**WORK INSTRUCTION**
What is needed is an exact copy of all the entries.

Records drawn from a dataset
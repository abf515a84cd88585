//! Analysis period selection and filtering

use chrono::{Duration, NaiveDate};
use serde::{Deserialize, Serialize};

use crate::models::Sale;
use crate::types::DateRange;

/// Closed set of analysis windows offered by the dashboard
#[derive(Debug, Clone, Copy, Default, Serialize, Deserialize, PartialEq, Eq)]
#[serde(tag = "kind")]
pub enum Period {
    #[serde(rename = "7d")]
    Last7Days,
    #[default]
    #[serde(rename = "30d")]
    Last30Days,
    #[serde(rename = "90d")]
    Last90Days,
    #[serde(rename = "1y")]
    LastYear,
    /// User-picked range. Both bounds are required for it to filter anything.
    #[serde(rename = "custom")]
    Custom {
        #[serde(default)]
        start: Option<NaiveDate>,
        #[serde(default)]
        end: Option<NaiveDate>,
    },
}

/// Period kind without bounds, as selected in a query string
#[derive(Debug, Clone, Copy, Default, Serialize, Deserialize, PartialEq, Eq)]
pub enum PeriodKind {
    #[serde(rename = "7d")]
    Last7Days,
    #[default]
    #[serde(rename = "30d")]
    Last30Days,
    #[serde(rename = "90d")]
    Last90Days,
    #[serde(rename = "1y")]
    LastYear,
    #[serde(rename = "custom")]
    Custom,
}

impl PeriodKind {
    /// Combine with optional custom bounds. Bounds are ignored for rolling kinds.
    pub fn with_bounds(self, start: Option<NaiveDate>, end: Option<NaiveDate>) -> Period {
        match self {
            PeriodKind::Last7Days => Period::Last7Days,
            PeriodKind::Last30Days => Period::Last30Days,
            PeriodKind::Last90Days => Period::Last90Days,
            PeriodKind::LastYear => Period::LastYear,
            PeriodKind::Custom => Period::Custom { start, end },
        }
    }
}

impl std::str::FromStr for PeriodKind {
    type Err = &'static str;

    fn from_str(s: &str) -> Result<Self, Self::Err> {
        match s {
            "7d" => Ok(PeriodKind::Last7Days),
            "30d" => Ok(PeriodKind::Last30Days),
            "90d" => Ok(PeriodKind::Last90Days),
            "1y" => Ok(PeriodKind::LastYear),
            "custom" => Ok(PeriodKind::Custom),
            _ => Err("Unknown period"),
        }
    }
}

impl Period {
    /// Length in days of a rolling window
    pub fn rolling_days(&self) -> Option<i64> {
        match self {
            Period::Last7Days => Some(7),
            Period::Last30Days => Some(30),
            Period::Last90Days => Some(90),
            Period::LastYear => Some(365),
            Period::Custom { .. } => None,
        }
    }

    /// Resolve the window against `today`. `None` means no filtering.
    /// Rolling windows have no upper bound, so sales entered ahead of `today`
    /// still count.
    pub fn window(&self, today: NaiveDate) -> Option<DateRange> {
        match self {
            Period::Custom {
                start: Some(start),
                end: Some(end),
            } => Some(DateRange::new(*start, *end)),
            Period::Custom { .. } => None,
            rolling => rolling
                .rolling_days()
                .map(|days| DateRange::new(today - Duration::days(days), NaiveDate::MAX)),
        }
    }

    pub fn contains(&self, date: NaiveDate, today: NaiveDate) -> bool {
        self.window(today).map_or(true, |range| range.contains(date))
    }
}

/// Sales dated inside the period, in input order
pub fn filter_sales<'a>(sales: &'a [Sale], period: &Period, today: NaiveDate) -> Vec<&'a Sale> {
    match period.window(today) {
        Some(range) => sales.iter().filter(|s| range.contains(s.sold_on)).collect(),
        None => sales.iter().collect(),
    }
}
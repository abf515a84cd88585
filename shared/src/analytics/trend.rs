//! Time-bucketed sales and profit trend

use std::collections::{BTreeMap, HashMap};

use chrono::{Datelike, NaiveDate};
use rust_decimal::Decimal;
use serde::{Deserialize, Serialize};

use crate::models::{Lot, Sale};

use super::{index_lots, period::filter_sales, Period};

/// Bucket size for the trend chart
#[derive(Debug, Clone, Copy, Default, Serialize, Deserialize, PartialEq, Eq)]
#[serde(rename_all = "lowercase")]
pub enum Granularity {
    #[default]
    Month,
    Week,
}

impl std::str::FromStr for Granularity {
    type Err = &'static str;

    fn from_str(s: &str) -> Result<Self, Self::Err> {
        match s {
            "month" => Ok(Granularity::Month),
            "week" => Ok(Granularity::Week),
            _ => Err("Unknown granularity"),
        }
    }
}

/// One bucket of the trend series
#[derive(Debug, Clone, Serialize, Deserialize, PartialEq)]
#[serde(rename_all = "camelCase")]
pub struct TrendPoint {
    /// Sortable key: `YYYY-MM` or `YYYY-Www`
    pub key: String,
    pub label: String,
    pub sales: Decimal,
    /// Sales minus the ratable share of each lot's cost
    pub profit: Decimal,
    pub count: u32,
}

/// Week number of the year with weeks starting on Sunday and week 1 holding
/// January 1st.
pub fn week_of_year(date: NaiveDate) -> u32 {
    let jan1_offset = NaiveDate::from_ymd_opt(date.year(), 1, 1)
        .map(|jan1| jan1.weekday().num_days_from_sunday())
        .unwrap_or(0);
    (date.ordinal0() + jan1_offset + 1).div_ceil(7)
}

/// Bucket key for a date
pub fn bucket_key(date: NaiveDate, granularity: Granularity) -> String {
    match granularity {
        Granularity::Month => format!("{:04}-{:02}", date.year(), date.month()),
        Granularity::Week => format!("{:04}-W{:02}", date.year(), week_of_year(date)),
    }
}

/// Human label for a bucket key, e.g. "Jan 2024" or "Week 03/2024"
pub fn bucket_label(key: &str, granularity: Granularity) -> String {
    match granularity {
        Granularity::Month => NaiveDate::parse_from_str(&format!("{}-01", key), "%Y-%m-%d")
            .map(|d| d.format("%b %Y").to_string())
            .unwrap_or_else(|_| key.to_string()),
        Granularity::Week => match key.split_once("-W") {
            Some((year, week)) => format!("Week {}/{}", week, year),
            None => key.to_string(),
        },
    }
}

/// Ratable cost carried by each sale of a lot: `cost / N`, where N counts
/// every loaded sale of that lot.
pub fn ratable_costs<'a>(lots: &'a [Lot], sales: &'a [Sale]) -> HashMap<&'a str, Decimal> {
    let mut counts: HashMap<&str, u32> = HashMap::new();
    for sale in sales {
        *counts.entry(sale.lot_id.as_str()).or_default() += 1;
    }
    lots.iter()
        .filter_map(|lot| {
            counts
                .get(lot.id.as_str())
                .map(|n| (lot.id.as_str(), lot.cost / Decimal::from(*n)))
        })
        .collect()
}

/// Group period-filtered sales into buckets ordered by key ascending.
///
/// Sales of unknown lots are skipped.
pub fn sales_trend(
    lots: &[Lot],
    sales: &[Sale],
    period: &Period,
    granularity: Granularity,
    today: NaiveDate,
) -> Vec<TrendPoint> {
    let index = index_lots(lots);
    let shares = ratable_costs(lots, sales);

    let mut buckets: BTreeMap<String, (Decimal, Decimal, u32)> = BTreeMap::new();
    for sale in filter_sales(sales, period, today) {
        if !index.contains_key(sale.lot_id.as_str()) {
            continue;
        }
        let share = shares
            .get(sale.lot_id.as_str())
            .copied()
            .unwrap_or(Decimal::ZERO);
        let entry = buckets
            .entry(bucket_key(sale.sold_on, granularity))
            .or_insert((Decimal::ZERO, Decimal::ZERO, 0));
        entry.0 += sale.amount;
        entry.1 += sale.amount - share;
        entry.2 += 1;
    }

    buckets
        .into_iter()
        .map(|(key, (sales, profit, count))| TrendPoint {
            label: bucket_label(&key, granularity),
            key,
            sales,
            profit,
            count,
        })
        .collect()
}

**REPLY TO THE EXERCISE**
repository abf515a84cd88585
//! Analysis period selection and filtering

use chrono::{Duration, NaiveDate};
use serde::{Deserialize, Serialize};

use crate::models::Sale;
use crate::types::DateRange;

/// Closed set of analysis windows offered by the dashboard
#[derive(Debug, Clone, Copy, Default, Serialize, Deserialize, PartialEq, Eq)]
#[serde(tag = "kind")]
pub enum Period {
    #[serde(rename = "7d")]
    Last7Days,
    #[default]
    #[serde(rename = "30d")]
    Last30Days,
    #[serde(rename = "90d")]
    Last90Days,
    #[serde(rename = "1y")]
    LastYear,
    /// User-picked range. Both bounds are required for it to filter anything.
    #[serde(rename = "custom")]
    Custom {
        #[serde(default)]
        start: Option<NaiveDate>,
        #[serde(default)]
        end: Option<NaiveDate>,
    },
}

/// Period kind without bounds, as selected in a query string
#[derive(Debug, Clone, Copy, Default, Serialize, Deserialize, PartialEq, Eq)]
pub enum PeriodKind {
    #[serde(rename = "7d")]
    Last7Days,
    #[default]
    #[serde(rename = "30d")]
    Last30Days,
    #[serde(rename = "90d")]
    Last90Days,
    #[serde(rename = "1y")]
    LastYear,
    #[serde(rename = "custom")]
    Custom,
}

impl PeriodKind {
    /// Combine with optional custom bounds. Bounds are ignored for rolling kinds.
    pub fn with_bounds(self, start: Option<NaiveDate>, end: Option<NaiveDate>) -> Period {
        match self {
            PeriodKind::Last7Days => Period::Last7Days,
            PeriodKind::Last30Days => Period::Last30Days,
            PeriodKind::Last90Days => Period::Last90Days,
            PeriodKind::LastYear => Period::LastYear,
            PeriodKind::Custom => Period::Custom { start, end },
        }
    }
}

impl std::str::FromStr for PeriodKind {
    type Err = &'static str;

    fn from_str(s: &str) -> Result<Self, Self::Err> {
        match s {
            "7d" => Ok(PeriodKind::Last7Days),
            "30d" => Ok(PeriodKind::Last30Days),
            "90d" => Ok(PeriodKind::Last90Days),
            "1y" => Ok(PeriodKind::LastYear),
            "custom" => Ok(PeriodKind::Custom),
            _ => Err("Unknown period"),
        }
    }
}

impl Period {
    /// Length in days of a rolling window
    pub fn rolling_days(&self) -> Option<i64> {
        match self {
            Period::Last7Days => Some(7),
            Period::Last30Days => Some(30),
            Period::Last90Days => Some(90),
            Period::LastYear => Some(365),
            Period::Custom { .. } => None,
        }
    }

    /// Resolve the window against `today`. `None` means no filtering.
    /// Rolling windows have no upper bound, so sales entered ahead of `today`
    /// still count.
    pub fn window(&self, today: NaiveDate) -> Option<DateRange> {
        match self {
            Period::Custom {
                start: Some(start),
                end: Some(end),
            } => Some(DateRange::new(*start, *end)),
            Period::Custom { .. } => None,
            rolling => rolling
                .rolling_days()
                .map(|days| DateRange::new(today - Duration::days(days), NaiveDate::MAX)),
        }
    }

    pub fn contains(&self, date: NaiveDate, today: NaiveDate) -> bool {
        self.window(today).map_or(true, |range| range.contains(date))
    }
}

/// Sales dated inside the period, in input order
pub fn filter_sales<'a>(sales: &'a [Sale], period: &Period, today: NaiveDate) -> Vec<&'a Sale> {
    match period.window(today) {
        Some(range) => sales.iter().filter(|s| range.contains(s.sold_on)).collect(),
        None => sales.iter().collect(),
    }
}
repository abf515a84cd88585
filename shared/src/analytics/trend.rs
//! Time-bucketed sales and profit trend

use std::collections::{BTreeMap, HashMap};

use chrono::{Datelike, NaiveDate};
use rust_decimal::Decimal;
use serde::{Deserialize, Serialize};

use crate::models::{Lot, Sale};

use super::{index_lots, period::filter_sales, Period};

/// Bucket size for the trend chart
#[derive(Debug, Clone, Copy, Default, Serialize, Deserialize, PartialEq, Eq)]
#[serde(rename_all = "lowercase")]
pub enum Granularity {
    #[default]
    Month,
    Week,
}

impl std::str::FromStr for Granularity {
    type Err = &'static str;

    fn from_str(s: &str) -> Result<Self, Self::Err> {
        match s {
            "month" => Ok(Granularity::Month),
            "week" => Ok(Granularity::Week),
            _ => Err("Unknown granularity"),
        }
    }
}

/// One bucket of the trend series
#[derive(Debug, Clone, Serialize, Deserialize, PartialEq)]
#[serde(rename_all = "camelCase")]
pub struct TrendPoint {
    /// Sortable key: `YYYY-MM` or `YYYY-Www`
    pub key: String,
    pub label: String,
    pub sales: Decimal,
    /// Sales minus the ratable share of each lot's cost
    pub profit: Decimal,
    pub count: u32,
}

/// Week number of the year with weeks starting on Sunday and week 1 holding
/// January 1st.
pub fn week_of_year(date: NaiveDate) -> u32 {
    let jan1_offset = NaiveDate::from_ymd_opt(date.year(), 1, 1)
        .map(|jan1| jan1.weekday().num_days_from_sunday())
        .unwrap_or(0);
    (date.ordinal0() + jan1_offset + 1).div_ceil(7)
}

/// Bucket key for a date
pub fn bucket_key(date: NaiveDate, granularity: Granularity) -> String {
    match granularity {
        Granularity::Month => format!("{:04}-{:02}", date.year(), date.month()),
        Granularity::Week => format!("{:04}-W{:02}", date.year(), week_of_year(date)),
    }
}

/// Human label for a bucket key, e.g. "Jan 2024" or "Week 03/2024"
pub fn bucket_label(key: &str, granularity: Granularity) -> String {
    match granularity {
        Granularity::Month => NaiveDate::parse_from_str(&format!("{}-01", key), "%Y-%m-%d")
            .map(|d| d.format("%b %Y").to_string())
            .unwrap_or_else(|_| key.to_string()),
        Granularity::Week => match key.split_once("-W") {
            Some((year, week)) => format!("Week {}/{}", week, year),
            None => key.to_string(),
        },
    }
}

/// Ratable cost carried by each sale of a lot: `cost / N`, where N counts
/// every loaded sale of that lot.
pub fn ratable_costs<'a>(lots: &'a [Lot], sales: &'a [Sale]) -> HashMap<&'a str, Decimal> {
    let mut counts: HashMap<&str, u32> = HashMap::new();
    for sale in sales {
        *counts.entry(sale.lot_id.as_str()).or_default() += 1;
    }
    lots.iter()
        .filter_map(|lot| {
            counts
                .get(lot.id.as_str())
                .map(|n| (lot.id.as_str(), lot.cost / Decimal::from(*n)))
        })
        .collect()
}

/// Group period-filtered sales into buckets ordered by key ascending.
///
/// Sales of unknown lots are skipped.
pub fn sales_trend(
    lots: &[Lot],
    sales: &[Sale],
    period: &Period,
    granularity: Granularity,
    today: NaiveDate,
) -> Vec<TrendPoint> {
    let index = index_lots(lots);
    let shares = ratable_costs(lots, sales);

    let mut buckets: BTreeMap<String, (Decimal, Decimal, u32)> = BTreeMap::new();
    for sale in filter_sales(sales, period, today) {
        if !index.contains_key(sale.lot_id.as_str()) {
            continue;
        }
        let share = shares
            .get(sale.lot_id.as_str())
            .copied()
            .unwrap_or(Decimal::ZERO);
        let entry = buckets
            .entry(bucket_key(sale.sold_on, granularity))
            .or_insert((Decimal::ZERO, Decimal::ZERO, 0));
        entry.0 += sale.amount;
        entry.1 += sale.amount - share;
        entry.2 += 1;
    }

    buckets
        .into_iter()
        .map(|(key, (sales, profit, count))| TrendPoint {
            label: bucket_label(&key, granularity),
            key,
            sales,
            profit,
            count,
        })
        .collect()
}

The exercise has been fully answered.